Depois de Paris, Buenos Aires sempre foi a cidade preferida
de minha mãe. Com quatro filhos, meus pais não tinham, exatamente, férias, mas,
eventualmente, conseguiam roubar alguns dias para visitar a capital Argentina.
Crescemos ouvindo histórias de seus dias caminhando pela 9 de julho,
Corrientes, Suipacha, Santa Fé e sobre suas compras que, para nós, significavam
pirulitos gigantes e chocolates suíços.
Não cansamos de contar aos amigos a história do dia em que
minha mãe saiu do hotel, comprou toda uma roupa nova, uma peruca e, ao voltar,
foi barrada por um recepcionista que não a reconheceu. Assim, acabamos querendo
vir com eles algumas vezes e, nos últimos anos, tenho tido a chance de voltar
seja sozinha ou em família.
Não dá para apagar esse afeto que tenho por essa cidade de
ruas largas e prédios de arquitetura tão semelhante à francesa. O que, aliás,
não é à-toa, já que muitos foram mesmo projetados por profissionais europeus.
Por isso, entendo, perfeitamente, o desejo de minha mãe de ir comemorar o aniversário
lá.
Menos de duas horas de Porto Alegre e estamos hospedadas em
um hotel a poucas quadras do Obelisco. O que, como diz uma das minhas irmãs é a
Tour Eiffel portenha. Descobri esse local na internet e temos sido bem
acolhidos por uma diária menor do que muitos hotéis no interior do RS. Boa
cama, bom banho e medialunas no café da manhã, entre outros tipos de bolo que
minha mãe tanto adora.
No mais, é seguir pelas ruas planas e ver lindas praças,
beber vinho e comer milanesas e empanadas. Sim, na hora de pagar pelas
refeições sabemos que estamos muito distantes daqueles anos tão vantajosos para
os brasileiros. Não importa se, no câmbio, cada real vale mais de três pesos,
tudo também triplica de valor. Não vale mais a pena comprar nem roupas, nem sapatos,
nada. Ainda é possível achar um pequeno objeto diferente e interessante por um
valor razoável para não voltar de mãos vazias para os parentes e amigos. Mas, é
só.
Tem sujeira nas ruas e, não é de agora. Assim como gente
pedindo ou dormindo nas calçadas. Mas, o movimento intenso de gente nos bares e
restaurantes até depois da meia-noite faz com que tenhamos a impressão de que
estamos mais seguros do que em nossa própria cidade. Talvez, não seja bem
assim. Talvez, seja mais uma questão de hábito que eles ainda mantenham como o
cigarro, a leitura nas ruas e o costume de comprar flores ou ir ao teatro.

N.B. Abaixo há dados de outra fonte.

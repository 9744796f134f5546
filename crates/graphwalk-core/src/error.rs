use std::fmt;
use std::io;

use crate::model::NodeId;

// ---------------------------------------------------------------------------
// Error types
// ---------------------------------------------------------------------------

/// Errors raised by the caller-side helpers around the engine.
///
/// The engine operations themselves ([`crate::graph`], [`crate::playback`])
/// never fail; these variants cover snapshot editing, decoding and config.
#[derive(Debug, thiserror::Error)]
pub enum GraphError {
    /// An edge whose endpoints are the same node.
    #[error("self-loop on node {0} is not allowed")]
    SelfLoop(NodeId),

    /// An edge between the pair already exists (in either direction).
    #[error("edge between {from} and {to} already exists")]
    DuplicateEdge {
        /// Endpoint the new edge starts from.
        from: NodeId,
        /// Endpoint the new edge points to.
        to: NodeId,
    },

    /// A node id that is not part of the snapshot.
    #[error("unknown node {0}")]
    UnknownNode(NodeId),

    /// An edge id that is not part of the snapshot.
    #[error("unknown edge {0}")]
    UnknownEdge(String),

    /// Snapshot JSON could not be decoded.
    #[error("failed to decode graph snapshot: {0}")]
    Decode(#[from] serde_json::Error),

    /// I/O error while reading a snapshot.
    #[error("graph I/O error: {0}")]
    Io(#[from] io::Error),

    /// Config file could not be parsed.
    #[error("config parse error: {0}")]
    Config(#[from] toml::de::Error),
}

impl GraphError {
    /// Machine-readable code for this error.
    #[must_use]
    pub const fn code(&self) -> ErrorCode {
        match self {
            Self::SelfLoop(_) => ErrorCode::SelfLoop,
            Self::DuplicateEdge { .. } => ErrorCode::DuplicateEdge,
            Self::UnknownNode(_) => ErrorCode::UnknownNode,
            Self::UnknownEdge(_) => ErrorCode::UnknownEdge,
            Self::Decode(_) => ErrorCode::SnapshotDecode,
            Self::Io(_) => ErrorCode::SnapshotRead,
            Self::Config(_) => ErrorCode::ConfigParseError,
        }
    }
}

/// Machine-readable error codes for script-friendly decision making.
#[derive(Debug, Clone, Copy, PartialEq, Eq, Hash)]
pub enum ErrorCode {
    ConfigParseError,
    SnapshotRead,
    SnapshotDecode,
    UnknownNode,
    UnknownEdge,
    SelfLoop,
    DuplicateEdge,
    InternalUnexpected,
}

impl ErrorCode {
    /// Stable code identifier (`E####`) for machine parsing.
    #[must_use]
    pub const fn code(self) -> &'static str {
        match self {
            Self::ConfigParseError => "E1001",
            Self::SnapshotRead => "E2001",
            Self::SnapshotDecode => "E2002",
            Self::UnknownNode => "E3001",
            Self::UnknownEdge => "E3002",
            Self::SelfLoop => "E3003",
            Self::DuplicateEdge => "E3004",
            Self::InternalUnexpected => "E9001",
        }
    }

    /// Short human-facing summary for logs and terminal output.
    #[must_use]
    pub const fn message(self) -> &'static str {
        match self {
            Self::ConfigParseError => "Config file parse error",
            Self::SnapshotRead => "Graph snapshot could not be read",
            Self::SnapshotDecode => "Graph snapshot is not valid JSON",
            Self::UnknownNode => "Node not found",
            Self::UnknownEdge => "Edge not found",
            Self::SelfLoop => "Self-loop rejected",
            Self::DuplicateEdge => "Duplicate edge rejected",
            Self::InternalUnexpected => "Internal unexpected error",
        }
    }

    /// Optional remediation hint that can be surfaced to users and scripts.
    #[must_use]
    pub const fn hint(self) -> Option<&'static str> {
        match self {
            Self::ConfigParseError => Some("Fix syntax in .graphwalk.toml and retry."),
            Self::SnapshotRead => Some("Check the --graph path, or pipe a snapshot on stdin."),
            Self::SnapshotDecode => {
                Some("Expected {\"nodes\": [...], \"edges\": [...], \"directed\": false}.")
            }
            Self::UnknownNode => Some("Use `gw bfs` to list the node ids in the snapshot."),
            Self::UnknownEdge | Self::SelfLoop => None,
            Self::DuplicateEdge => Some("Each pair of nodes may be joined by at most one edge."),
            Self::InternalUnexpected => Some("Retry once. If persistent, report a bug with logs."),
        }
    }
}

impl fmt::Display for ErrorCode {
    fn fmt(&self, f: &mut fmt::Formatter<'_>) -> fmt::Result {
        write!(f, "{}", self.code())
    }
}

#[cfg(test)]
mod tests {
    use super::{ErrorCode, GraphError};
    use crate::model::NodeId;
    use std::collections::HashSet;

    #[test]
    fn all_codes_are_unique() {
        let all = [
            ErrorCode::ConfigParseError,
            ErrorCode::SnapshotRead,
            ErrorCode::SnapshotDecode,
            ErrorCode::UnknownNode,
            ErrorCode::UnknownEdge,
            ErrorCode::SelfLoop,
            ErrorCode::DuplicateEdge,
            ErrorCode::InternalUnexpected,
        ];

        let mut seen = HashSet::new();
        for code in all {
            assert!(seen.insert(code.code()), "duplicate code {}", code.code());
        }
    }

    #[test]
    fn code_format_is_machine_friendly() {
        let code = ErrorCode::DuplicateEdge.code();
        assert_eq!(code.len(), 5);
        assert!(code.starts_with('E'));
        assert!(code.chars().skip(1).all(|c| c.is_ascii_digit()));
    }

    #[test]
    fn graph_error_maps_to_code() {
        let err = GraphError::DuplicateEdge {
            from: NodeId::Int(1),
            to: NodeId::Int(2),
        };
        assert_eq!(err.code(), ErrorCode::DuplicateEdge);
        assert_eq!(err.to_string(), "edge between 1 and 2 already exists");

        let err = GraphError::SelfLoop(NodeId::from("a"));
        assert_eq!(err.code(), ErrorCode::SelfLoop);
        assert!(err.to_string().contains("self-loop on node a"));
    }
}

Esses, aliás, em quantidades absurdas e com enormes filas. E, enquanto eles
ganham toda a minha simpatia por esse desejo de cultura, o contrário não acontece.
Eu, que busco sempre entender o comportamento alheio, observo o jeito nada
sorridente dos argentinos de Buenos Aires e relevo o atendimento quase
agressivo, principalmente nos mercados e serviços, o que transforma um simples
sorvete em uma experiência de paciência e compreensão.
Sei que os argentinos estão ressentidos da sua situação e a
enxurrada de brasileiros que transita para lá e para cá não é exatamente o que
eles queriam, mas todo cidadão deve saber que turistas trazem divisas para o
país e, mesmo que eu não esteja lá para resolver nenhum problema econômico e,
nem mesmo para pensar no que significa essa alta inflação, nós também temos
nossos próprios problemas e a vontade de escapar deles indo para a cidade
vizinha.
E como acreditamos na vida após a morte e já doamos o corpo,
fizemos um acordo de que quando uma de nós se for, a homenagem será, se for
verão, derramar as lágrimas de saudade no mar ou, no inverno, com uma bela
garrafa de vinho e Buenos Aires é sempre um bom destino para isso.